Qualcuno obietta che questo modo di produrre sarebbe controproducente per le aziende stesse che perderebbero i clienti, ma se lo facessero tutti quanti i produttori in modo diverso? Il discorso cambia vero?
Alla fine comprare molto spesso la batteria dello spazzolino elettrico, perché magari continua a rompersi o perché dura sempre meno, non è una forma di obsolescenza programmata? Se mi si rompe il manico dell’aspirapolvere è possibile che non vendano ricambi?
Dalle TV che hanno i condensatori vicino alle loro stesse fonti di calore , ai computer che si surriscaldano (e non sono errori di progettazione, è tutela del consumismo)o a cui puntualmente si rompe lo spinotto del cavo di alimentazione, pare proprio essere una moda diffusissima fra i produttori.

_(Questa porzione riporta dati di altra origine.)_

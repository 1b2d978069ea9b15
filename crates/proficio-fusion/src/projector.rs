//! View projector
//!
//! Maps each present view's backbone embedding (D) into the shared fusion
//! space (H) with one affine layer followed by layer normalization. The same
//! weights are applied to every camera.

use ndarray::{Array1, Array2, ArrayView1};
use proficio_core::{FusionConfig, FusionError, FusionResult, View, ViewSet};
use proficio_nn::{
    ensure_finite, param_name, AdaptedLinear, GradientStore, LayerNorm, Linear, LowRankAdapter,
    NamedTensor, Parameterized, TensorStore,
};
use rand::Rng;

/// Projected features for every slot of a sample
///
/// Rows of absent slots are zero placeholders; downstream stages only read
/// rows whose `mask` entry is set.
#[derive(Debug, Clone, PartialEq)]
pub struct ProjectedViews {
    /// `[slots, H]`, one row per input slot
    pub features: Array2<f32>,
    /// Presence of each slot, in input order
    pub mask: Vec<bool>,
}

impl ProjectedViews {
    /// Number of slots, present or not
    pub fn slots(&self) -> usize {
        self.mask.len()
    }

    /// Number of rows holding a real projection
    pub fn present_count(&self) -> usize {
        self.mask.iter().filter(|&&m| m).count()
    }
}

#[derive(Debug, Clone, PartialEq)]
enum Projection {
    Dense(Linear),
    Adapted(AdaptedLinear),
}

impl Projection {
    fn forward(&self, x: ArrayView1<f32>) -> FusionResult<Array1<f32>> {
        match self {
            Projection::Dense(layer) => layer.forward(x),
            Projection::Adapted(layer) => layer.forward(x),
        }
    }

    fn backward(
        &self,
        x: ArrayView1<f32>,
        grad_out: ArrayView1<f32>,
        prefix: &str,
        grads: &mut GradientStore,
    ) -> FusionResult<Array1<f32>> {
        match self {
            Projection::Dense(layer) => layer.backward(x, grad_out, prefix, grads),
            Projection::Adapted(layer) => layer.backward(x, grad_out, prefix, grads),
        }
    }
}

/// Shared D → H projection
///
/// With `projector_adapter` set the affine layer is a frozen base under a
/// low-rank overlay, and only the overlay and the norm are trainable.
#[derive(Debug, Clone, PartialEq)]
pub struct ViewProjector {
    projection: Projection,
    norm: LayerNorm,
    input_dim: usize,
    hidden_dim: usize,
}

impl ViewProjector {
    pub fn new<R: Rng + ?Sized>(config: &FusionConfig, rng: &mut R) -> FusionResult<Self> {
        let base = Linear::new(rng, config.input_dim, config.hidden_dim);
        let projection = match config.projector_adapter {
            None => Projection::Dense(base),
            Some(adapter) => {
                let overlay =
                    LowRankAdapter::new(rng, config.input_dim, config.hidden_dim, adapter);
                Projection::Adapted(AdaptedLinear::new(base, overlay)?)
            }
        };
        Ok(Self::with_projection(config, projection))
    }

    /// Zero-initialised projector with the right shapes
    pub fn zeros(config: &FusionConfig) -> FusionResult<Self> {
        let base = Linear::zeros(config.input_dim, config.hidden_dim);
        let projection = match config.projector_adapter {
            None => Projection::Dense(base),
            Some(adapter) => Projection::Adapted(AdaptedLinear::new(
                base,
                LowRankAdapter::zeros(config.input_dim, config.hidden_dim, adapter),
            )?),
        };
        Ok(Self::with_projection(config, projection))
    }

    fn with_projection(config: &FusionConfig, projection: Projection) -> Self {
        Self {
            projection,
            norm: LayerNorm::new(config.hidden_dim, config.layer_norm_eps),
            input_dim: config.input_dim,
            hidden_dim: config.hidden_dim,
        }
    }

    pub fn input_dim(&self) -> usize {
        self.input_dim
    }

    pub fn hidden_dim(&self) -> usize {
        self.hidden_dim
    }

    pub fn is_adapted(&self) -> bool {
        matches!(self.projection, Projection::Adapted(_))
    }

    /// Project one embedding of length D
    pub fn project(&self, embedding: &[f32]) -> FusionResult<Array1<f32>> {
        if embedding.len() != self.input_dim {
            return Err(FusionError::dimension(
                "projector input",
                self.input_dim,
                embedding.len(),
            ));
        }
        let hidden = self.projection.forward(ArrayView1::from(embedding))?;
        let out = self.norm.forward(hidden.view())?;
        ensure_finite("projector", out.iter())?;
        Ok(out)
    }

    /// Gradient with respect to one embedding, given the gradient of its
    /// projection. Parameter gradients go under `prefix`.
    pub fn backward(
        &self,
        embedding: &[f32],
        grad_out: ArrayView1<f32>,
        prefix: &str,
        grads: &mut GradientStore,
    ) -> FusionResult<Array1<f32>> {
        if embedding.len() != self.input_dim {
            return Err(FusionError::dimension(
                "projector input",
                self.input_dim,
                embedding.len(),
            ));
        }
        let x = ArrayView1::from(embedding);
        let hidden = self.projection.forward(x)?;
        let d_hidden = self
            .norm
            .backward(hidden.view(), grad_out, &param_name(prefix, "norm"), grads)?;
        self.projection
            .backward(x, d_hidden.view(), &param_name(prefix, "linear"), grads)
    }

    /// Project a single slot; `None` for an absent view
    pub fn project_view(&self, view: &View) -> FusionResult<Option<Array1<f32>>> {
        match view.embedding() {
            Some(embedding) if view.present => self.project(embedding).map(Some),
            _ => Ok(None),
        }
    }

    /// Project every present slot of `views`, leaving zero rows elsewhere
    pub fn project_views(&self, views: &ViewSet) -> FusionResult<ProjectedViews> {
        let slots = views.len();
        let mut features = Array2::zeros((slots, self.hidden_dim));
        let mut mask = vec![false; slots];
        for (slot, view) in views.views().iter().enumerate() {
            if let Some(projected) = self.project_view(view)? {
                features.row_mut(slot).assign(&projected);
                mask[slot] = true;
            }
        }
        Ok(ProjectedViews { features, mask })
    }
}

impl Parameterized for ViewProjector {
    fn collect_parameters(&self, prefix: &str, out: &mut Vec<NamedTensor>) {
        let linear = param_name(prefix, "linear");
        match &self.projection {
            Projection::Dense(layer) => layer.collect_parameters(&linear, out),
            Projection::Adapted(layer) => layer.collect_parameters(&linear, out),
        }
        self.norm.collect_parameters(&param_name(prefix, "norm"), out);
    }

    fn load_parameters(&mut self, prefix: &str, store: &TensorStore) -> FusionResult<()> {
        let linear = param_name(prefix, "linear");
        match &mut self.projection {
            Projection::Dense(layer) => layer.load_parameters(&linear, store)?,
            Projection::Adapted(layer) => layer.load_parameters(&linear, store)?,
        }
        self.norm.load_parameters(&param_name(prefix, "norm"), store)
    }
}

Ma se vogliamo metterci tanta buona fede, e credere che siano errori di progettazione, o che magari solo i prodotti a minor prezzo sono fatti così per ovvie esigenze, basta che pensiamo alle calze di nylon. Quando furono inventate erano indistruttibili, poi fu commissionato proprio a chi aveva inventato quel nuovo “tessuto” di indebolirlo prima di destinarlo al mercato. Altrimenti cosa si sarebbe potuto vendere una volta che tutte le donne si fossero munite delle loro calze indistruttibili?
C’è un documentario interessantissimo che si intitola “Il complotto della lampadina” che parla proprio di questo fenomeno. Una donna cerca di aggiustare la sua stampante data per morta dai tecnici a cui l’ha sottoposta e scopre che esiste un software in grado di riprogrammare la stampante e renderla “nuova” e quindi di nuovo funzionante.
Questo perché all’interno della stampante era posto una sorta di contatore che ordinava alla stessa di bloccarsi una volta raggiunte le 15000 copie. Così la donna riesce ad aggiustare la sua stampante semplicemente installando il software scaricato da internet.
In Germania questo fenomeno è molto conosciuto e hanno molti siti internet in cui i consumatori possono scambiarsi le proprie esperienze. Tanti prodotti elettronici infatti, si rompono subito dopo la fine della garanzia.
Tanti produttori non vendono pezzi di ricambio o li vendono a prezzi carissimi. Assemblare un auto con pezzi di ricambio per esempio, costerebbe oltre 20 volte che comprarla nuova.
Visto che sembra lo facciano tutti ma in modo diverso, è stupido pensare che l’azienda possa perdere il cliente, anche perché molte volte il produttore è uno e cambia poi il nome sulla scatola. Si potrebbe provare a contrastare il fenomeno con il pay per use, o anche obbligando i produttori a smaltire i loro stessi prodotti non più funzionanti, come si pensa di fare in Francia e in Svizzera.
O spargendo la voce per quei prodotti elettronici a cui basterebbe un software per tornare a funzionare.